> DATA
§

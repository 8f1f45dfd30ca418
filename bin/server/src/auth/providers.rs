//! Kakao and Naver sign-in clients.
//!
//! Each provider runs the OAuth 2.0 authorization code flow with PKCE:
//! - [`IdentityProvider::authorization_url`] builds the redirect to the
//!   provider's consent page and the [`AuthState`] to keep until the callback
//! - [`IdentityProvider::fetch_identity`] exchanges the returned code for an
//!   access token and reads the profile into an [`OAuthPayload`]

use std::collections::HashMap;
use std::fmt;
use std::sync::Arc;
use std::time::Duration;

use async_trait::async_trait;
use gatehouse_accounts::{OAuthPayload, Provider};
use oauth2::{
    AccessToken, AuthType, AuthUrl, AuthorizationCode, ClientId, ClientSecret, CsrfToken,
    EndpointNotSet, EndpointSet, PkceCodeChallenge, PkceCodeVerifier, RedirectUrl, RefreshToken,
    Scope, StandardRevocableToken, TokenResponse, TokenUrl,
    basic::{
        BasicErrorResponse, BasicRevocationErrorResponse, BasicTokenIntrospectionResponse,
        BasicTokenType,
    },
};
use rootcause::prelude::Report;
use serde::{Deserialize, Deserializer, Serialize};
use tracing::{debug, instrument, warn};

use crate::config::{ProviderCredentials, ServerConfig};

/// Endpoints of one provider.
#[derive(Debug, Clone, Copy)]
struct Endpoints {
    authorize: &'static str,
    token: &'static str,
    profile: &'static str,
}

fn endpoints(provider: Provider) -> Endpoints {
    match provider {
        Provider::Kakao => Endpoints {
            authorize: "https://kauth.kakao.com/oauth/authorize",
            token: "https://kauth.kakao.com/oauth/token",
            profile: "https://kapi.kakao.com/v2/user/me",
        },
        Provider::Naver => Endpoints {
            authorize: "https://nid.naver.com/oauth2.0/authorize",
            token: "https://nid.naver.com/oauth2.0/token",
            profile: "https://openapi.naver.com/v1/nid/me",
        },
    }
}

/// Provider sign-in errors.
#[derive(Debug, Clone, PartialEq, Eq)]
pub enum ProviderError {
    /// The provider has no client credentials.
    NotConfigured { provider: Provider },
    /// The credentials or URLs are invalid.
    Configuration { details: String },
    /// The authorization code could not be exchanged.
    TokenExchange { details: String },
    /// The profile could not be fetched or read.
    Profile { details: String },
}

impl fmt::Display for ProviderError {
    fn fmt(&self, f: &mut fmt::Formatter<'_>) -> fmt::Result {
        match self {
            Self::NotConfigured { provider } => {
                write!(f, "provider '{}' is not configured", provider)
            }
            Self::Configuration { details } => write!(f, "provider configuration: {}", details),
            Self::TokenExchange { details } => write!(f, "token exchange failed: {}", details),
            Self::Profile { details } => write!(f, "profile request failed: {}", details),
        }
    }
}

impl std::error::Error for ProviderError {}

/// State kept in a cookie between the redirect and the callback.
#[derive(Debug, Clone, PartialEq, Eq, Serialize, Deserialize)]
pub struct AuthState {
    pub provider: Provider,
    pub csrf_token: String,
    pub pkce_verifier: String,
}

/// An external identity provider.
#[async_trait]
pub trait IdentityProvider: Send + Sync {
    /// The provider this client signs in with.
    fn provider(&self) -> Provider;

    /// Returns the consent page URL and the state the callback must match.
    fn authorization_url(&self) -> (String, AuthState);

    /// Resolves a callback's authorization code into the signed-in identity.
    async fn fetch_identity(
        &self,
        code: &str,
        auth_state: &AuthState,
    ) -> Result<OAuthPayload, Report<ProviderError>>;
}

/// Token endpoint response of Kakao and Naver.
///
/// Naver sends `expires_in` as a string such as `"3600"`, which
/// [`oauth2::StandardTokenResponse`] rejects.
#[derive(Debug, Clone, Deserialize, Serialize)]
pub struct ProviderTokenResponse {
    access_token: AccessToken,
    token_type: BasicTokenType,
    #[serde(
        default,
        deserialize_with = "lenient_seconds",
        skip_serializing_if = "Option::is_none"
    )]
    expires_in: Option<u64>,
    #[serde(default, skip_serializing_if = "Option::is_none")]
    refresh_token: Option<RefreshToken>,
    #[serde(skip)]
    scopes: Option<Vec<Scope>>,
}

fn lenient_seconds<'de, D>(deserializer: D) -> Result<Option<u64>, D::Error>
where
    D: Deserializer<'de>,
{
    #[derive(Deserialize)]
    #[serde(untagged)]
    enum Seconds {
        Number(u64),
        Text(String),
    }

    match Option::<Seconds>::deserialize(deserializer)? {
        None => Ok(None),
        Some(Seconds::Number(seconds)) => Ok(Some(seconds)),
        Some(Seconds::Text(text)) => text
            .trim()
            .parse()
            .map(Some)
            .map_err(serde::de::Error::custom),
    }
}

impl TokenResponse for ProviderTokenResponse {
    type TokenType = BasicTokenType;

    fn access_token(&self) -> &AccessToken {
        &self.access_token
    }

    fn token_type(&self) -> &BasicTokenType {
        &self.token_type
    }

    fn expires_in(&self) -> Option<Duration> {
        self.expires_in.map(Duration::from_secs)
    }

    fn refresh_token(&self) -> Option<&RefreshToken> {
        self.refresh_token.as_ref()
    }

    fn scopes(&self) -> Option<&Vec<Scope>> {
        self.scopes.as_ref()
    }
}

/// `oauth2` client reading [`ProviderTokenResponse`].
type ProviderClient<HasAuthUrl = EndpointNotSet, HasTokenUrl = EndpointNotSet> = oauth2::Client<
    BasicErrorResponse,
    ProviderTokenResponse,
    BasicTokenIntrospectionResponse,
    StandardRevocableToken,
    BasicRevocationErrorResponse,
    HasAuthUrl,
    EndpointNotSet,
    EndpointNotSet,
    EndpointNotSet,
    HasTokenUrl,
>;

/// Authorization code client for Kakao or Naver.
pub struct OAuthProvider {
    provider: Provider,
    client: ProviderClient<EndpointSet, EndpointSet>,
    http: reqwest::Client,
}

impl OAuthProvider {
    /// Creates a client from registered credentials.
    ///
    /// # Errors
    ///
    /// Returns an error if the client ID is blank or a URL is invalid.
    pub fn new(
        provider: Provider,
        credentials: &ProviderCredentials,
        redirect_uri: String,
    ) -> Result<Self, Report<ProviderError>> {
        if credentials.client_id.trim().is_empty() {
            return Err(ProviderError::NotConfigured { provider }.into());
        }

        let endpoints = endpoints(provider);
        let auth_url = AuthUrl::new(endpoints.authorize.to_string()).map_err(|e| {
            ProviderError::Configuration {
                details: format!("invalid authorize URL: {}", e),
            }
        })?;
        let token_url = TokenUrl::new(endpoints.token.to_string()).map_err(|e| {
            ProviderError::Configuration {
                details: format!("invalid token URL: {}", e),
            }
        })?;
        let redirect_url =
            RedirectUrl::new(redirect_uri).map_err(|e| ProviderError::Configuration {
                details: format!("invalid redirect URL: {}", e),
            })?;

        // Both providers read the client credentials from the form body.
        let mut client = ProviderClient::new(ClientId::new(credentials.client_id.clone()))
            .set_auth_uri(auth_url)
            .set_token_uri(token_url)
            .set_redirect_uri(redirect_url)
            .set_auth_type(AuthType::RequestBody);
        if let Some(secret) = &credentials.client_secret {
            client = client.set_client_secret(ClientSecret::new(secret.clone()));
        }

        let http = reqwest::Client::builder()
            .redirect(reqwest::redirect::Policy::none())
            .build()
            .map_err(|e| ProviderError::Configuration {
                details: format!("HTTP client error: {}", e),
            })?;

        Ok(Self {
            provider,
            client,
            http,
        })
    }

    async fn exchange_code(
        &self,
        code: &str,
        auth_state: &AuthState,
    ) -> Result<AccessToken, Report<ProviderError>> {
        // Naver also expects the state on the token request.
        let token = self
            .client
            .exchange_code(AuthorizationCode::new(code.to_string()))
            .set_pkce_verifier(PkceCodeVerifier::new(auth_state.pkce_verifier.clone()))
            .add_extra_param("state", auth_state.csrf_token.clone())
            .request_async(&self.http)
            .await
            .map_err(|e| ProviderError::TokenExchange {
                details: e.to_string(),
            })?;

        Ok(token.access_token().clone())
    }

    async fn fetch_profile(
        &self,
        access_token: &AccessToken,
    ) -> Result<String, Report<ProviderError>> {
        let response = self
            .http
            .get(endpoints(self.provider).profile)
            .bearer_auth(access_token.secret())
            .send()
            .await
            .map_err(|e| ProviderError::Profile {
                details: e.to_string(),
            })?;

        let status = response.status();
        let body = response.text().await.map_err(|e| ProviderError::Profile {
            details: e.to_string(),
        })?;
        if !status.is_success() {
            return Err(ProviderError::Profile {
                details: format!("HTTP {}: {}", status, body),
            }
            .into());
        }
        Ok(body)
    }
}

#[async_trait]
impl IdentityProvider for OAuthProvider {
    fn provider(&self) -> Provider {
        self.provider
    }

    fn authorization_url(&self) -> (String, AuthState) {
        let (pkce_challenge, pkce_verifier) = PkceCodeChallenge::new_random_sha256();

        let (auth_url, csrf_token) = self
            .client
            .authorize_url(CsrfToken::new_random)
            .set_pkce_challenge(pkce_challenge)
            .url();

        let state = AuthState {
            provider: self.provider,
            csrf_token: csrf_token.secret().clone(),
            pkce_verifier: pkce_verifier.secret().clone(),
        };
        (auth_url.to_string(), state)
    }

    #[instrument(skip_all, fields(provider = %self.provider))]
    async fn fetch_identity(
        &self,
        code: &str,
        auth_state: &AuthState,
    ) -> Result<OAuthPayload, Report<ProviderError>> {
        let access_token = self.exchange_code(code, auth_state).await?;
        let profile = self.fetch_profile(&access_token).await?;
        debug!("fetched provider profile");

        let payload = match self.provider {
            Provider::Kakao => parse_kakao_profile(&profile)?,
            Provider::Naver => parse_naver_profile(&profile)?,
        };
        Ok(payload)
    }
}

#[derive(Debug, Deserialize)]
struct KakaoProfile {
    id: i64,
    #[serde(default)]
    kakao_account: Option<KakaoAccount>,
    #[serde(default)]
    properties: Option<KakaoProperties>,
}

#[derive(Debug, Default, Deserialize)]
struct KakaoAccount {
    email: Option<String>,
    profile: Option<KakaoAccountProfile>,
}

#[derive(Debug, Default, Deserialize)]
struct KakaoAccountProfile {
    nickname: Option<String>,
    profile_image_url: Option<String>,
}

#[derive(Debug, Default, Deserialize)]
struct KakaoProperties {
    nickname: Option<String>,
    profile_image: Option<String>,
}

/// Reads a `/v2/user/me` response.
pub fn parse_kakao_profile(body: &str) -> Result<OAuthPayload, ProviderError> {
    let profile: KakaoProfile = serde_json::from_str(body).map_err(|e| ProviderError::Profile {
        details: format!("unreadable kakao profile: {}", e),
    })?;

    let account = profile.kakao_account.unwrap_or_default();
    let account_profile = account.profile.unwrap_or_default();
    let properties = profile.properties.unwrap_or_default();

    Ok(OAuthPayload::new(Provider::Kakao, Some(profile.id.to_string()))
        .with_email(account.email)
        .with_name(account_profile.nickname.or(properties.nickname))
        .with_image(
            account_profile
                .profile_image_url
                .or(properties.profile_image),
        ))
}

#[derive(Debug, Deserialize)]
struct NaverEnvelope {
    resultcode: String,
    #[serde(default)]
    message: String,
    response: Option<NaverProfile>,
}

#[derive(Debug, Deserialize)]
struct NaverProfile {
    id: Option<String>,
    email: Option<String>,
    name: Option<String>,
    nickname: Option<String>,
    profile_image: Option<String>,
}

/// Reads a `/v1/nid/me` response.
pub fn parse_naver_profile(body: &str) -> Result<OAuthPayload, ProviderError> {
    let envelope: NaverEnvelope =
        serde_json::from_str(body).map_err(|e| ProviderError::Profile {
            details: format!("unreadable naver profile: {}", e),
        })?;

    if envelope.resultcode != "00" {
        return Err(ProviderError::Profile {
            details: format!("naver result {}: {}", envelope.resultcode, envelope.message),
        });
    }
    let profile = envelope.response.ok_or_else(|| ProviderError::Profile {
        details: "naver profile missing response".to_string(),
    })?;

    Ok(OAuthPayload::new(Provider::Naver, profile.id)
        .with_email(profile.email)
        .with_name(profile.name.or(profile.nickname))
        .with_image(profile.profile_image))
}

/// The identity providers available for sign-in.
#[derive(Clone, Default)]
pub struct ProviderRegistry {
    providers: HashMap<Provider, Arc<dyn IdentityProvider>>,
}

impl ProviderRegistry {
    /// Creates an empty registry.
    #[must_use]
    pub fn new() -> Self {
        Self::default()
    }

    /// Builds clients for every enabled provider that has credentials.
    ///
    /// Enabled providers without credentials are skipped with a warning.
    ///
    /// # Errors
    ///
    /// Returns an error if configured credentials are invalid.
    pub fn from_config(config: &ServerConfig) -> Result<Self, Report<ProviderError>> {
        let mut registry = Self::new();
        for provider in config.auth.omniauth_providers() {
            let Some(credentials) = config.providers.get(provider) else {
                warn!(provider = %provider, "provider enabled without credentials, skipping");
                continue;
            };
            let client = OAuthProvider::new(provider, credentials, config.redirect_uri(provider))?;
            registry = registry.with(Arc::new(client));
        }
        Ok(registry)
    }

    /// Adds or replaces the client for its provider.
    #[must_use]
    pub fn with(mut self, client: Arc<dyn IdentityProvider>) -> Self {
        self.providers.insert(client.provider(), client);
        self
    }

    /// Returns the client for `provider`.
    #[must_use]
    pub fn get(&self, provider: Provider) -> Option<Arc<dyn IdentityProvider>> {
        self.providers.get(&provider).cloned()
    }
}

§

> PROBLEM DESCRIPTION
Show all lines above holding "https".

> ANSWER SECTION
            authorize: "https://kauth.kakao.com/oauth/authorize",
            token: "https://kauth.kakao.com/oauth/token",
            profile: "https://kapi.kakao.com/v2/user/me",
            authorize: "https://nid.naver.com/oauth2.0/authorize",
            token: "https://nid.naver.com/oauth2.0/token",
            profile: "https://openapi.naver.com/v1/nid/me",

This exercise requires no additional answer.